Stock vs. Semi-Custom vs. Custom
First, your clients will need to decide between stock, semi-custom, and custom options for the cabinets. Stock cabinets are the least expensive as they are stocked in stores, but they offer little customization. Semi-custom cabinets are slightly more customizable, allowing you to specify certain options. Finally, custom cabinets are most expensive, but they are fully customizable.
Choosing the Wood
The next step in deciding on new cabinets is choosing the wood. There are many different wood options for clients to choose from, including cherry, oak, pine, maple, birch, hickory, mahogany, bamboo, and more. Suggest cherry to clients looking for a luxurious feel, or oak for others who want a more traditional look. Bamboo and mahogany are best for clients who want to add a unique, exotic element to their kitchen.
Door Style & Mounting
The next element that your clients will have to decide on is the door style and how they will be mounted. There is a variety of styles for them to choose from, ranging from traditional rectangular or arched panel designs to more modern and complicated styles with raised panels, beading, and other detail work. Determine what look your client is going for first to narrow the options.
In terms of mounting, ask your clients to choose between regular overlay, full overlay, and inset.
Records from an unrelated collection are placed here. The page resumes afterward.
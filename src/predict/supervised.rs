use std::collections::BTreeSet;

use thiserror::Error;

use super::logistic::{LogisticRegression, SolverOptions};
use super::tfidf::TfIdfVectorizer;
use crate::config::PredictorConfig;
use crate::data::filter::partition_by_label;
use crate::data::model::Table;

/// Reasons the supervised model cannot be trained on this table.
#[derive(Debug, Clone, Error, PartialEq, Eq)]
pub enum TrainError {
    #[error("only {found} labeled rows, need at least {required}")]
    InsufficientRows { found: usize, required: usize },
    #[error("label '{value}' in row {row} is not an integer")]
    InvalidLabel { row: usize, value: String },
    #[error("labels hold a single class ({0}); two are needed")]
    SingleClass(i64),
    #[error("labels hold {0} classes; only binary labels are supported")]
    TooManyClasses(usize),
    #[error("labeled text yields an empty vocabulary")]
    EmptyVocabulary,
}

/// Train TF-IDF + logistic regression on the labeled rows and predict every
/// row of the table, labeled rows included.
///
/// The vocabulary comes from labeled rows only; terms that appear solely in
/// unlabeled rows carry no weight. The larger of the two label values is
/// the positive class.
pub fn train_and_predict(
    table: &Table,
    text_column: &str,
    label_column: &str,
    config: &PredictorConfig,
) -> Result<Vec<u8>, TrainError> {
    let selection = partition_by_label(table, label_column);
    if selection.labeled.len() < config.min_training_rows {
        return Err(TrainError::InsufficientRows {
            found: selection.labeled.len(),
            required: config.min_training_rows,
        });
    }

    let mut train_texts = Vec::with_capacity(selection.labeled.len());
    let mut labels = Vec::with_capacity(selection.labeled.len());
    for &i in &selection.labeled {
        let row = &table.rows[i];
        let label = row.get(label_column);
        let value = label.as_i64().ok_or_else(|| TrainError::InvalidLabel {
            row: i,
            value: label.to_text(),
        })?;
        train_texts.push(row.get(text_column).to_text());
        labels.push(value);
    }

    let classes: BTreeSet<i64> = labels.iter().copied().collect();
    let positive = match classes.len() {
        1 => return Err(TrainError::SingleClass(labels[0])),
        2 => classes.last().copied().unwrap_or(1),
        n => return Err(TrainError::TooManyClasses(n)),
    };
    let targets: Vec<f64> = labels
        .iter()
        .map(|&l| if l == positive { 1.0 } else { 0.0 })
        .collect();

    let mut vectorizer = TfIdfVectorizer::new(config.ngram_range, config.max_features);
    vectorizer.fit(&train_texts)?;
    let features = vectorizer.transform_all(&train_texts);

    let model = LogisticRegression::fit(
        &features,
        &targets,
        vectorizer.vocabulary_size(),
        SolverOptions {
            c: config.regularization_c,
            max_iterations: config.max_iterations,
            tolerance: config.tolerance,
        },
    );
    log::debug!(
        "trained on {} labeled rows, scoring {} unlabeled ({} features, {} iterations, converged = {})",
        train_texts.len(),
        selection.unlabeled.len(),
        vectorizer.vocabulary_size(),
        model.iterations(),
        model.converged()
    );

    let predictions = table
        .text_values(text_column)
        .iter()
        .map(|text| {
            let probability = model.predict_proba(&vectorizer.transform(text));
            u8::from(probability >= config.threshold)
        })
        .collect();
    Ok(predictions)
}
use anyhow::{Context, Result, bail};

use crate::config::RunConfig;
use crate::data::loader::load_file;
use crate::data::writer::{assemble_records, write_submission};
use crate::predict::columns::{resolve_label_column, resolve_text_column};
use crate::predict::{self, Strategy};

// ---------------------------------------------------------------------------
// Batch run: load → resolve columns → predict → write
// ---------------------------------------------------------------------------

/// Summary of a finished run.
#[derive(Debug)]
pub struct RunReport {
    pub text_column: String,
    pub rows: usize,
    pub strategy: Strategy,
}

/// Execute one run. Every fatal condition is checked before the output file
/// is touched.
pub fn run(config: &RunConfig) -> Result<RunReport> {
    if !config.input.exists() {
        bail!("Input file not found: {}", config.input.display());
    }

    let table = load_file(&config.input)
        .with_context(|| format!("Failed to read {}", config.input.display()))?;
    log::debug!(
        "Loaded {} rows, columns: {:?}",
        table.len(),
        table.column_names
    );
    if table.is_empty() {
        log::warn!("{} has no data rows; output will hold the header only", config.input.display());
    }

    let text_column = resolve_text_column(
        &table,
        config.text_column.as_deref(),
        config.predictor.text_candidates,
    )?;
    log::info!("Using text column: {text_column}");

    let label_column = resolve_label_column(&table, config.label_column.as_deref());
    if let (Some(requested), None) = (config.label_column.as_deref(), label_column) {
        log::warn!("Label column '{requested}' not found in input");
    }

    let predictions = predict::predict(&table, &text_column, label_column, &config.predictor);
    let records = assemble_records(&table, &predictions.values)?;
    write_submission(&config.output, &records)?;
    log::info!("Wrote {}", config.output.display());

    Ok(RunReport {
        text_column,
        rows: records.len(),
        strategy: predictions.strategy,
    })
}

#[cfg(test)]
mod tests {
    use std::path::{Path, PathBuf};

    use super::*;
    use crate::config::PredictorConfig;

    fn config(input: &Path, output: &Path) -> RunConfig {
        RunConfig {
            input: input.to_path_buf(),
            output: output.to_path_buf(),
            text_column: None,
            label_column: None,
            predictor: PredictorConfig::default(),
        }
    }

    #[test]
    fn missing_input_writes_nothing() {
        let dir = tempfile::tempdir().unwrap();
        let output = dir.path().join("out.csv");
        let err = run(&config(&PathBuf::from("/no/such/file.xlsx"), &output)).unwrap_err();
        assert!(err.to_string().contains("not found"));
        assert!(!output.exists());
    }

    #[test]
    fn unresolvable_text_column_writes_nothing() {
        let dir = tempfile::tempdir().unwrap();
        let input = dir.path().join("numbers.csv");
        let output = dir.path().join("out.csv");
        std::fs::write(&input, "id,score\n1,0.5\n2,0.7\n").unwrap();

        let err = run(&config(&input, &output)).unwrap_err();
        assert!(err.to_string().contains("score"));
        assert!(!output.exists());
    }

    #[test]
    fn heuristic_run_writes_every_row() {
        let dir = tempfile::tempdir().unwrap();
        let input = dir.path().join("jobs.csv");
        let output = dir.path().join("out.csv");
        std::fs::write(
            &input,
            "id,title,description\n17,a,Java lead wanted\n4,b,Blue sky today\n9,c,\n",
        )
        .unwrap();

        let mut cfg = config(&input, &output);
        cfg.label_column = Some("label".into());
        let report = run(&cfg).unwrap();

        assert_eq!(report.text_column, "description");
        assert_eq!(report.rows, 3);
        assert_eq!(report.strategy, Strategy::Heuristic { fallback: None });
        assert_eq!(
            std::fs::read_to_string(&output).unwrap(),
            "id,prediction\n17,1\n4,0\n9,0\n"
        );
    }

    #[test]
    fn header_only_input_writes_header_only() {
        let dir = tempfile::tempdir().unwrap();
        let input = dir.path().join("empty.csv");
        let output = dir.path().join("out.csv");
        std::fs::write(&input, "id,text\n").unwrap();

        let report = run(&config(&input, &output)).unwrap();
        assert_eq!(report.rows, 0);
        assert_eq!(std::fs::read_to_string(&output).unwrap(), "id,prediction\n");
    }
}
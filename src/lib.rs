//! Turn a spreadsheet of text rows into an `id,prediction` submission CSV.
//!
//! ```text
//!  input file ──► data::loader ──► Table
//!                                    │
//!                 predict::columns ◄─┘  text column (+ optional label column)
//!                                    │
//!                 predict::predict ──┘  supervised or keyword heuristic
//!                                    │
//!                 data::writer ◄─────┘  id,prediction rows
//! ```

pub mod app;
pub mod cli;
pub mod config;
pub mod data;
pub mod predict;
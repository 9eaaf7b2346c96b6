use std::path::Path;

use anyhow::{Context, Result, ensure};
use serde::Serialize;

use super::model::Table;

/// Name of the column whose values are copied into the output `id` field.
pub const ID_COLUMN: &str = "id";

/// One line of the submission file.
#[derive(Debug, Clone, PartialEq, Eq, Serialize)]
pub struct OutputRecord {
    pub id: String,
    pub prediction: u8,
}

/// Pair each prediction with its row id.
///
/// Ids come from the table's `id` column when it exists, otherwise they are
/// the 1-based row position. Uniqueness is not checked.
pub fn assemble_records(table: &Table, predictions: &[u8]) -> Result<Vec<OutputRecord>> {
    ensure!(
        predictions.len() == table.len(),
        "got {} predictions for {} rows",
        predictions.len(),
        table.len()
    );

    let ids: Vec<String> = if table.has_column(ID_COLUMN) {
        table.column(ID_COLUMN).map(|cell| cell.to_text()).collect()
    } else {
        (1..=table.len()).map(|i| i.to_string()).collect()
    };

    Ok(ids
        .into_iter()
        .zip(predictions)
        .map(|(id, &prediction)| OutputRecord { id, prediction })
        .collect())
}

/// Write `id,prediction` rows to `path`, replacing any existing file.
pub fn write_submission(path: &Path, records: &[OutputRecord]) -> Result<()> {
    let mut writer = csv::Writer::from_path(path)
        .with_context(|| format!("creating {}", path.display()))?;
    if records.is_empty() {
        writer
            .write_record(["id", "prediction"])
            .context("writing CSV header")?;
    }
    for record in records {
        writer.serialize(record).context("writing CSV row")?;
    }
    writer.flush().context("flushing CSV output")?;
    Ok(())
}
Regular overlay means that they can see the face frame of the cabinet around the doors, full overlay hides the entire case behind the door, and inset refers to the doors resting flush within the cabinet frame.
Finish & Hardware
When it comes to finish, explain the various options to your clients – painting, glazing, staining, distressing, antiquing, etc. More often than not, the finish will correspond with the wood choice. For example, cherry darkens well with age after being stained. Finally, to complete their cabinets, clients must choose between hardware options. These also come in a wide variety, ranging from traditional to contemporary styles, and should be chosen to match the overall look of the cabinets.